Ces séminaires sont organisés sur le campus d’HEC Paris et ont lieu en présence des étudiants
de la Majeure Alternative Management. Ils font l’objet d’un compte-rendu rédigé par un étudiant de
la Majeure. Ce compte-rendu est relu et corrigé par l’invité avant publication.
Le séminaire HEC Solidarités du 1er février 2008 a accueilli Estelle Lauvergne, actuellement
Responsable de Projets Entreprises au sein du Pôle Partenariats de Solidarité à IMS - Entreprendre
pour la Cité. Elle y a présenté son parcours professionnel dans le monde du mécénat, à la Fondation
de France puis à IMS – Entreprendre pour la Cité.
Genesis of the document
During the HEC Solidarity Seminar, The Major Alternative Management, a final year
specialised track in the Grande Ecole of HEC Paris, welcomes alumni that work in the solidarity
field and that want to give a statement of their professional experience.

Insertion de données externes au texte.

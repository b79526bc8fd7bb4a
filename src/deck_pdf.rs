use std::io::Write;

use anyhow::{Context, Result};
use flate2::Compression;
use flate2::write::ZlibEncoder;
use lopdf::content::{Content, Operation};
use lopdf::{Dictionary, Document, Object, ObjectId, Stream, dictionary};

use crate::capture::Capture;
use crate::deck_export::DeckPage;

/// A4 portrait in points.
pub const PAGE_WIDTH: f32 = 595.0;
pub const PAGE_HEIGHT: f32 = 842.0;
const MARGIN: f32 = 28.0;
const NOTES_CHARS_PER_LINE: usize = 95;

pub fn write_pdf(pages: &[DeckPage]) -> Result<Vec<u8>> {
    let mut doc = Document::with_version("1.5");
    let pages_id = doc.new_object_id();
    let font_id = doc.add_object(dictionary! {
        "Type" => "Font",
        "Subtype" => "Type1",
        "BaseFont" => "Helvetica",
    });
    let bold_id = doc.add_object(dictionary! {
        "Type" => "Font",
        "Subtype" => "Type1",
        "BaseFont" => "Helvetica-Bold",
    });

    let mut kids: Vec<Object> = Vec::with_capacity(pages.len());
    for page in pages {
        let page_id = add_page(&mut doc, pages_id, font_id, bold_id, page)?;
        kids.push(page_id.into());
    }

    let count = kids.len() as i64;
    doc.objects.insert(
        pages_id,
        Object::Dictionary(dictionary! {
            "Type" => "Pages",
            "Kids" => kids,
            "Count" => count,
        }),
    );
    let catalog_id = doc.add_object(dictionary! {
        "Type" => "Catalog",
        "Pages" => pages_id,
    });
    doc.trailer.set("Root", catalog_id);

    let mut out = Vec::new();
    doc.save_to(&mut out).context("serialize pdf")?;
    Ok(out)
}

fn add_page(
    doc: &mut Document,
    pages_id: ObjectId,
    font_id: ObjectId,
    bold_id: ObjectId,
    page: &DeckPage,
) -> Result<ObjectId> {
    let mut ops = Vec::new();
    let mut xobjects = Dictionary::new();

    match page {
        DeckPage::Captured {
            title,
            capture,
            notes,
        } => {
            let top = PAGE_HEIGHT - MARGIN;
            text(&mut ops, "F2", 14.0, MARGIN, top - 14.0, [0.1, 0.1, 0.1], title);

            let image_id = doc.add_object(image_stream(capture)?);
            xobjects.set("Im1", image_id);
            let width = PAGE_WIDTH - 2.0 * MARGIN;
            let height = width * capture.height() as f32 / capture.width().max(1) as f32;
            let y = top - 28.0 - height;
            ops.push(Operation::new("q", vec![]));
            ops.push(Operation::new(
                "cm",
                vec![
                    width.into(),
                    0i64.into(),
                    0i64.into(),
                    height.into(),
                    MARGIN.into(),
                    y.into(),
                ],
            ));
            ops.push(Operation::new("Do", vec![Object::Name(b"Im1".to_vec())]));
            ops.push(Operation::new("Q", vec![]));

            if let Some(notes) = notes.as_deref().filter(|n| !n.trim().is_empty()) {
                let mut line_y = y - 26.0;
                text(&mut ops, "F2", 11.0, MARGIN, line_y, [0.1, 0.1, 0.1], "Analyst Comments");
                for line in wrap_text(notes, NOTES_CHARS_PER_LINE) {
                    line_y -= 14.0;
                    if line_y < MARGIN {
                        break;
                    }
                    text(&mut ops, "F1", 10.0, MARGIN, line_y, [0.2, 0.2, 0.2], &line);
                }
            }
        }
        DeckPage::Failed { title } => {
            let y = PAGE_HEIGHT / 2.0;
            text(
                &mut ops,
                "F2",
                16.0,
                MARGIN,
                y,
                [0.86, 0.15, 0.15],
                &format!("Error loading slide: {title}"),
            );
            text(
                &mut ops,
                "F1",
                11.0,
                MARGIN,
                y - 24.0,
                [0.4, 0.4, 0.4],
                "Please try again or contact support if the issue persists.",
            );
        }
    }

    let content = Content { operations: ops };
    let content_id = doc.add_object(Stream::new(
        Dictionary::new(),
        content.encode().context("encode pdf page content")?,
    ));
    let media_box: Vec<Object> = vec![
        0i64.into(),
        0i64.into(),
        PAGE_WIDTH.into(),
        PAGE_HEIGHT.into(),
    ];
    let page_id = doc.add_object(dictionary! {
        "Type" => "Page",
        "Parent" => pages_id,
        "Contents" => content_id,
        "MediaBox" => media_box,
        "Resources" => dictionary! {
            "Font" => dictionary! {
                "F1" => font_id,
                "F2" => bold_id,
            },
            "XObject" => xobjects,
        },
    });
    Ok(page_id)
}

fn image_stream(capture: &Capture) -> Result<Stream> {
    let mut encoder = ZlibEncoder::new(Vec::new(), Compression::default());
    encoder
        .write_all(capture.image.as_raw())
        .context("compress slide image")?;
    let compressed = encoder.finish().context("finish slide image")?;
    let dict = dictionary! {
        "Type" => "XObject",
        "Subtype" => "Image",
        "Width" => capture.width() as i64,
        "Height" => capture.height() as i64,
        "ColorSpace" => "DeviceRGB",
        "BitsPerComponent" => 8i64,
        "Filter" => "FlateDecode",
    };
    Ok(Stream::new(dict, compressed))
}

fn text(ops: &mut Vec<Operation>, font: &str, size: f32, x: f32, y: f32, rgb: [f32; 3], body: &str) {
    ops.push(Operation::new("BT", vec![]));
    ops.push(Operation::new(
        "rg",
        vec![rgb[0].into(), rgb[1].into(), rgb[2].into()],
    ));
    ops.push(Operation::new(
        "Tf",
        vec![Object::Name(font.as_bytes().to_vec()), size.into()],
    ));
    ops.push(Operation::new("Td", vec![x.into(), y.into()]));
    ops.push(Operation::new(
        "Tj",
        vec![Object::string_literal(latin_only(body))],
    ));
    ops.push(Operation::new("ET", vec![]));
}

/// The standard Type1 fonts only cover Latin text.
fn latin_only(body: &str) -> String {
    body.chars()
        .map(|c| if c.is_ascii() && !c.is_ascii_control() { c } else { '?' })
        .collect()
}

pub fn wrap_text(body: &str, width: usize) -> Vec<String> {
    let mut lines = Vec::new();
    for paragraph in body.lines() {
        let mut line = String::new();
        for word in paragraph.split_whitespace() {
            if !line.is_empty() && line.chars().count() + 1 + word.chars().count() > width {
                lines.push(std::mem::take(&mut line));
            }
            if !line.is_empty() {
                line.push(' ');
            }
            line.push_str(word);
        }
        lines.push(line);
    }
    lines
}
//! Headless capture: renders a ready slide into an off-screen buffer and
//! rasterizes the cells into an RGB image.

use std::io::Cursor;

use anyhow::{Context, Result};
use image::{ImageFormat, Rgb, RgbImage};
use ratatui::buffer::{Buffer, Cell};
use ratatui::layout::Rect;
use ratatui::style::Color;

use crate::render::{BACKGROUND, TEXT, ViewOptions, render_slide};
use crate::state::ReadySlide;

pub const CAPTURE_COLS: u16 = 160;
pub const CAPTURE_ROWS: u16 = 45;
pub const CELL_WIDTH: u32 = 12;
pub const CELL_HEIGHT: u32 = 24;

/// A rasterized slide. The default surface is 1920x1080.
#[derive(Debug, Clone)]
pub struct Capture {
    pub image: RgbImage,
}

impl Capture {
    pub fn width(&self) -> u32 {
        self.image.width()
    }

    pub fn height(&self) -> u32 {
        self.image.height()
    }

    pub fn png(&self) -> Result<Vec<u8>> {
        let mut bytes = Vec::new();
        self.image
            .write_to(&mut Cursor::new(&mut bytes), ImageFormat::Png)
            .context("encode png")?;
        Ok(bytes)
    }
}

pub trait Capturer {
    fn capture(&self, ready: &ReadySlide, opts: &ViewOptions) -> Result<Capture>;
}

#[derive(Debug, Clone, Copy)]
pub struct BufferCapturer {
    pub cols: u16,
    pub rows: u16,
}

impl Default for BufferCapturer {
    fn default() -> Self {
        Self {
            cols: CAPTURE_COLS,
            rows: CAPTURE_ROWS,
        }
    }
}

impl BufferCapturer {
    fn surface(&self) -> Buffer {
        Buffer::empty(Rect::new(0, 0, self.cols, self.rows))
    }
}

impl Capturer for BufferCapturer {
    fn capture(&self, ready: &ReadySlide, opts: &ViewOptions) -> Result<Capture> {
        if self.cols == 0 || self.rows == 0 {
            anyhow::bail!("capture surface has no area");
        }
        let mut buf = self.surface();
        let area = buf.area;
        render_slide(ready, opts, area, &mut buf);
        Ok(Capture {
            image: rasterize(&buf),
        })
    }
}

pub fn rasterize(buf: &Buffer) -> RgbImage {
    let area = buf.area;
    let width = area.width as u32 * CELL_WIDTH;
    let height = area.height as u32 * CELL_HEIGHT;
    let mut img = RgbImage::from_pixel(width, height, rgb(BACKGROUND, BACKGROUND));
    if area.width == 0 {
        return img;
    }
    for (i, cell) in buf.content().iter().enumerate() {
        let cx = (i as u32 % area.width as u32) * CELL_WIDTH;
        let cy = (i as u32 / area.width as u32) * CELL_HEIGHT;
        paint_cell(&mut img, cx, cy, cell);
    }
    img
}

fn rgb(color: Color, fallback: Color) -> Rgb<u8> {
    let [r, g, b] = match color {
        Color::Reset => return rgb(fallback, BACKGROUND),
        Color::Rgb(r, g, b) => [r, g, b],
        Color::Black => [0, 0, 0],
        Color::Red => [205, 49, 49],
        Color::Green => [13, 188, 121],
        Color::Yellow => [229, 229, 16],
        Color::Blue => [36, 114, 200],
        Color::Magenta => [188, 63, 188],
        Color::Cyan => [17, 168, 205],
        Color::Gray => [204, 204, 204],
        Color::DarkGray => [118, 118, 118],
        Color::LightRed => [241, 76, 76],
        Color::LightGreen => [35, 209, 139],
        Color::LightYellow => [245, 245, 67],
        Color::LightBlue => [59, 142, 234],
        Color::LightMagenta => [214, 112, 214],
        Color::LightCyan => [41, 184, 219],
        Color::White => [255, 255, 255],
        Color::Indexed(i) => [i, i, i],
    };
    Rgb([r, g, b])
}

fn fill(img: &mut RgbImage, x: u32, y: u32, w: u32, h: u32, color: Rgb<u8>) {
    for py in y..(y + h).min(img.height()) {
        for px in x..(x + w).min(img.width()) {
            img.put_pixel(px, py, color);
        }
    }
}

fn blend(a: Rgb<u8>, b: Rgb<u8>, t: f32) -> Rgb<u8> {
    let mix = |x: u8, y: u8| (x as f32 * (1.0 - t) + y as f32 * t).round() as u8;
    Rgb([mix(a[0], b[0]), mix(a[1], b[1]), mix(a[2], b[2])])
}

/// Braille dot bit to (column, row) in the 2x4 dot grid.
const BRAILLE_DOTS: [(u32, u32); 8] = [
    (0, 0),
    (0, 1),
    (0, 2),
    (1, 0),
    (1, 1),
    (1, 2),
    (0, 3),
    (1, 3),
];

fn paint_cell(img: &mut RgbImage, x: u32, y: u32, cell: &Cell) {
    let bg = rgb(cell.bg, BACKGROUND);
    fill(img, x, y, CELL_WIDTH, CELL_HEIGHT, bg);
    let fg = rgb(cell.fg, TEXT);
    let Some(ch) = cell.symbol().chars().next() else {
        return;
    };
    let (mid_x, mid_y) = (x + CELL_WIDTH / 2, y + CELL_HEIGHT / 2);
    match ch {
        ' ' => {}
        '\u{2800}'..='\u{28FF}' => {
            let bits = ch as u32 - 0x2800;
            let (dot_w, dot_h) = (CELL_WIDTH / 2, CELL_HEIGHT / 4);
            for (bit, (col, row)) in BRAILLE_DOTS.iter().enumerate() {
                if bits & (1 << bit) != 0 {
                    fill(img, x + col * dot_w + 1, y + row * dot_h + 1, dot_w - 2, dot_h - 2, fg);
                }
            }
        }
        '█' => fill(img, x, y, CELL_WIDTH, CELL_HEIGHT, fg),
        '▀' => fill(img, x, y, CELL_WIDTH, CELL_HEIGHT / 2, fg),
        '▄' => fill(img, x, mid_y, CELL_WIDTH, CELL_HEIGHT / 2, fg),
        '─' | '━' => fill(img, x, mid_y - 1, CELL_WIDTH, 2, fg),
        '│' | '┃' => fill(img, mid_x - 1, y, 2, CELL_HEIGHT, fg),
        '┌' | '╭' => {
            fill(img, mid_x - 1, mid_y - 1, CELL_WIDTH / 2 + 1, 2, fg);
            fill(img, mid_x - 1, mid_y - 1, 2, CELL_HEIGHT / 2 + 1, fg);
        }
        '┐' | '╮' => {
            fill(img, x, mid_y - 1, CELL_WIDTH / 2 + 1, 2, fg);
            fill(img, mid_x - 1, mid_y - 1, 2, CELL_HEIGHT / 2 + 1, fg);
        }
        '└' | '╰' => {
            fill(img, mid_x - 1, mid_y - 1, CELL_WIDTH / 2 + 1, 2, fg);
            fill(img, mid_x - 1, y, 2, CELL_HEIGHT / 2 + 1, fg);
        }
        '┘' | '╯' => {
            fill(img, x, mid_y - 1, CELL_WIDTH / 2 + 1, 2, fg);
            fill(img, mid_x - 1, y, 2, CELL_HEIGHT / 2 + 1, fg);
        }
        '•' | '■' | '●' => fill(img, x + 3, mid_y - 3, CELL_WIDTH - 6, 6, fg),
        // Any other glyph is drawn as a text-height bar in its colour.
        _ => fill(img, x + 2, y + 7, CELL_WIDTH - 4, CELL_HEIGHT - 12, blend(bg, fg, 0.75)),
    }
}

Students of the Major Alternative Management participate to these seminars on HEC Paris
Campus and one of them writes down a report of the seminar. This report is read and corrected by
the Guest before publishing.
The 1st February 2008 Seminar welcomed Estelle Lauvergne, who is currently in charge of
promoting companies-run projects in the Solidarity Partnership Area in IMS – Entreprendre pour la
Cité. She presented her professional evolution in sponsorship, in la Fondation de France and then in
IMS – Entreprendre pour la Cité.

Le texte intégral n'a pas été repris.